If you arrived in Banff on the Saturday of January's skijoring event, you already know what the future looks like. Vehicle access to the townsite was effectively shut down under the weight of a Calgary long weekend, deciding to arrive all at once. Town officials would very much prefer that not become a regular occurrence.
The Town of Banff is now formally pressing Parks Canada to deliver a park-wide transportation framework – and sooner rather than a vague gesture toward 2026.
Banff Transportation Plan: A Commitment That's Already Running Late
Banff National Park recorded 4.5 million visitors in 2025. In the same year, a record 6.9 million vehicles drove into the townsite, with August alone peaking at nearly 900,000. The 2022 park management plan committed to a moving people sustainably framework by 2024. It is currently 2026.
Mayor Corrie DiManno raised the issue directly at the 26th annual Banff National Park planning forum in March, asking Parks Canada for a meaningful update. Her concern was plain: without a comprehensive plan, the skijoring gridlock stops being an anomaly and starts being a Tuesday in August.
What the Expert Panel Actually Said
In late 2022, Parks Canada's own advisory panel on Moving People Sustainably in the Banff-Bow Valley delivered a 72-page report with a fairly unambiguous conclusion. Reduce private vehicles. Build mass transit from Calgary – train or bus. Make it affordable enough that people actually use it.
The panel identified Lake Louise, Moraine Lake, Johnston Canyon, and the Minnewanka Loop as the priority corridors, where congestion is worst and the case for restricting private vehicle access is strongest. It also flagged that simply expanding parking lots is not a sustainable answer – and noted that paving over montane habitat to add more stalls is not consistent with protecting the park's ecological integrity.

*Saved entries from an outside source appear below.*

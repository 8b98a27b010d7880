//! Generation error types.

use thiserror::Error;

/// Errors that can occur while generating text.
#[derive(Debug, Error)]
pub enum LlmError {
    /// HTTP request failed.
    #[error("LLM request failed: {0}")]
    RequestFailed(String),

    /// The backend answered with something we could not read.
    #[error("Failed to parse LLM response: {0}")]
    ParseError(String),

    /// Every attempt ran past the request timeout.
    #[error("LLM request timed out after {0}ms")]
    Timeout(u64),

    /// No backend is available.
    #[error("LLM provider unavailable: {0}")]
    Unavailable(String),

    /// All retry attempts exhausted.
    #[error("All LLM retry attempts exhausted after {attempts} tries: {last_error}")]
    RetriesExhausted {
        /// How many requests were sent.
        attempts: u32,
        /// The last failure seen.
        last_error: String,
    },

    /// Configuration error.
    #[error("LLM configuration error: {0}")]
    ConfigError(String),
}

A large transportation hub at the north end of town, near Mount Norquay Road or at the east end of Banff Avenue, was among the panel's suggestions. The free 500-stall lot at the Banff train station already exists as a starting point.
What Parks Canada Is Actually Doing
Daniella Rubeling, acting superintendent of Banff National Park, said a draft framework with guiding principles is in progress, with more detail expected by the end of 2026. Ongoing visitor use management planning for Lake Louise and Lake Minnewanka, along with new pilot programmes – including paid parking at the hot pools and gondola access on Sulphur Mountain beginning in May – are informing that work.
Rubeling was clear that Parks Canada does not intend to wait for a finished framework before continuing to act. Decisions, she said, will be data-driven and developed in collaboration with partners.
The Roam Bus Is Doing What It Can
The existing Roam public transit system is not exactly struggling for passengers. It carried a record three million riders across the network in 2025, making it the third-largest transit system in Alberta by ridership. Nine new buses came online last year. There are no additional buses for the Town of Banff currently scheduled.
Mayor DiManno noted that the upcoming summer is set to be busier than ever. The federal government's relaunched Canada Strong Pass offers free national park access to all visitors from June 19 to September 7 – a popular programme that reliably moves the needle on visitation numbers.
The Gap Between Planning and Parking
The concern from the town is not abstract. Without a park-wide transportation plan, officials worry the backups, the unsafe roadside parking, and the 40-minute queues at the east gate stop being worst-case scenarios and start being standard operating procedure.
Parks Canada has the data, the advisory panel report, and by its own account a draft framework underway. The town, meanwhile, has a skijoring Saturday it would rather not repeat at scale.
The summer of 2026 will offer a useful data point either way.